Administrative Letter 2007-3
Page 2 of 3


                                       Initial Training

   •     An agent must satisfactorily complete a course consisting of at least two (2)
         hours, covering the topics identified in 14 VAC 5-200-205 E 3 (a). The course
         must be designated as CE for Long-Term Care Partnership in Virginia.

   •     To facilitate a transition toward sales of Partnership Policies, recent relevant
         training may be used to satisfy all or part of the remaining six (6) hours of the
         initial training requirements, subject to the following:

              Any agent who completes the Partnership-specific course covering
              the topics identified in 14 VAC 5-200-205 E 3 (a) prior to January 1,
              2008 may receive credit for up to six (6) hours of CE approved
              training covering the topics identified in 14 VAC 5-200-205 E 3 (b
              through f), and completed between January 1, 2005 and September
              1, 2007.

              Any agent who completes the Partnership-specific course covering
              the topics identified in 14 VAC 5-200-205 E 3 (a) on or after January
              1, 2008 may receive credit for up to six (6) hours of CE approved
              training covering the topics identified in 14 VAC 5-200-205 E 3 (b
              through f), and completed on or after January 1, 2007.

              All previous training must be designated as CE for long-term care.
              Training received in another state will be recognized to complete the
              requirements relating to the topics identified in 14 VAC 5-200-205 E
              3 (b through f) as long as the training is CE approved and identified
              as CE for long-term care.


                                     Ongoing Training

   •     The four (4) hours of ongoing training must, at a minimum, consist of two (2)
         hours relating to the topics identified in 14 VAC 5-200-205 E 3 (a), and two (2)
         hours relating to the topics identified in 14 VAC 5-200-205 E 3 (b through f).


   II.      Product Qualification

    Partnership policies issued or issued for delivery in Virginia must be approved by the
Commission in accordance with § 38.2-316 of the Code of Virginia, and all applicable
statutes and rules. Policies submitted for approval as Partnership Policies must also be
accompanied by a Partnership Certification Form in the format prescribed in Form 200-
C of the Rules.
Administrative Letter 2007-3
Page 3 of 3



   Insurers seeking approval to use a previously approved long-term care policy form
as a Partnership Policy must submit a copy of the previously approved policy form
appropriately book-marked to demonstrate compliance with all items identified in the
accompanying Partnership Certification Form, along with the approval date of the policy.

    To facilitate the product approval process during the transitional period prior to
September 1, 2007, the Bureau will accept and review submissions of Partnership
Policies prior to that date and will notify insurers of the outcome of its review
immediately upon conclusion. However, actual approval dates of qualified Partnership
policies will not precede September 1, 2007 and the sales or issuances of Partnership
Policies may not occur prior to September 1, 2007 under any circumstances.
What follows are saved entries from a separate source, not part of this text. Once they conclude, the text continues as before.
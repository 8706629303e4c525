use serde::{Deserialize, Serialize};

use crate::entities::accounts;

/// Fields that must never be settable from untrusted input.
pub const PROTECTED_FIELDS: &[&str] = &["registered_on", "id"];

/// Input for creating an account. The raw password lives here only until
/// the repository hashes it; it is never persisted.
#[derive(Debug, Clone)]
pub struct NewAccount {
    pub username: String,
    pub first_name: String,
    pub last_name: String,
    pub password: String,
    pub email: String,
}

/// A stored account as read back from the database.
///
/// Carries the password hash (needed for verification) but never the raw
/// password; use [`Account::info`] for anything externally visible.
#[derive(Debug, Clone, PartialEq, Eq)]
pub struct Account {
    pub id: i32,
    pub username: String,
    pub first_name: String,
    pub last_name: String,
    pub password_hash: String,
    pub registered_on: String,
    pub email: String,
}

impl Account {
    /// External projection: password and id intentionally excluded.
    #[must_use]
    pub fn info(&self) -> AccountInfo {
        AccountInfo {
            username: self.username.clone(),
            email: self.email.clone(),
            first_name: self.first_name.clone(),
            last_name: self.last_name.clone(),
            registered_on: self.registered_on.clone(),
        }
    }
}

impl Account {
    /// Privilege check placeholder. There is no admin user/group notion
    /// yet, so every account reports `false` regardless of its fields.
    // TODO: replace with a real role lookup once an admin model exists.
    #[must_use]
    pub const fn is_admin(&self) -> bool {
        false
    }
}

impl From<accounts::Model> for Account {
    fn from(model: accounts::Model) -> Self {
        Self {
            id: model.id,
            username: model.username,
            first_name: model.first_name,
            last_name: model.last_name,
            password_hash: model.password_hash,
            registered_on: model.registered_on,
            email: model.email,
        }
    }
}

/// Externally visible account data.
#[derive(Debug, Clone, Serialize, Deserialize)]
pub struct AccountInfo {
    pub username: String,
    pub email: String,
    pub first_name: String,
    pub last_name: String,
    pub registered_on: String,
}

/// An arbitrary subset of writable account fields.
///
/// Password and email go through the same hashing/validation as creation
/// when the patch is applied.
#[derive(Debug, Clone, Default)]
pub struct AccountPatch {
    pub username: Option<String>,
    pub first_name: Option<String>,
    pub last_name: Option<String>,
    pub password: Option<String>,
    pub email: Option<String>,
}

impl AccountPatch {
    #[must_use]
    pub const fn is_empty(&self) -> bool {
        self.username.is_none()
            && self.first_name.is_none()
            && self.last_name.is_none()
            && self.password.is_none()
            && self.email.is_none()
    }
}

/// Hardcoded admin allow-list; placeholder until admins live in the
/// database.
const ADMIN_USERNAMES: &[&str] = &["admin"];

/// Whether the given username belongs to the hardcoded admin list.
#[must_use]
pub fn is_admin_username(username: &str) -> bool {
    ADMIN_USERNAMES.contains(&username)
}

/// Lookup key for an account. Exactly one selector per query.
#[derive(Debug, Clone)]
pub enum AccountSelector {
    Id(i32),
    Username(String),
    Email(String),
}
   Questions concerning agent training may be addressed to:

                                        Preston Winn
                                Supervisor, Agents Licensing
                                    Bureau of Insurance
                         Agent Regulation and Administration Division
                                       P.O. Box 1157
                                   Richmond, VA 23218
                                   Phone: 804-786-9521


   Questions concerning Partnership Product qualification may be addressed to:

                                        Mary Ann Mason
                               Senior Insurance Market Examiner
                                      Bureau of Insurance
                                    Life and Health Division
                                         P.O. Box 1157
                                     Richmond, VA 23218
                                     Phone: 804-371-9348




                                                       Cordially,



                                                       Alfred W. Gross
                                                       Commissioner of Insurance

AWG/jkc
      ALFRED W. GROSS                                                                 P.O. BOX 1157
  COMMISSIONER OF INSURANCE                                                    RICHMOND, VIRGINIA 23218
                                                                               TELEPHONE: (804) 371-9741
                                                                               TDD/VOICE: (804) 371-9206
                                                                                http://www.scc.virginia.gov


                        STATE CORPORATION COMMISSION
                             BUREAU OF INSURANCE

                                      May 7, 2007


                                                ADMINISTRATIVE LETTER 2007-4


TO:   All Entities with Authority to License and Appoint Agents in the
      Commonwealth of Virginia and Other Interested Parties

RE:   Change in Vendor Providing Insurance License Examinations

Please distribute to the appropriate personnel within your company, and notify your
appointed agents of the following changes:

Effective June 1, 2007, insurance license examinations for the Virginia State
Corporation Commission’s Bureau of Insurance will be administered by Promissor, Inc.
(Promissor’s website is www.promissor.com). The last examinations to be handled by
Thomson Prometric on behalf of the Bureau will be administered on May 31, 2007.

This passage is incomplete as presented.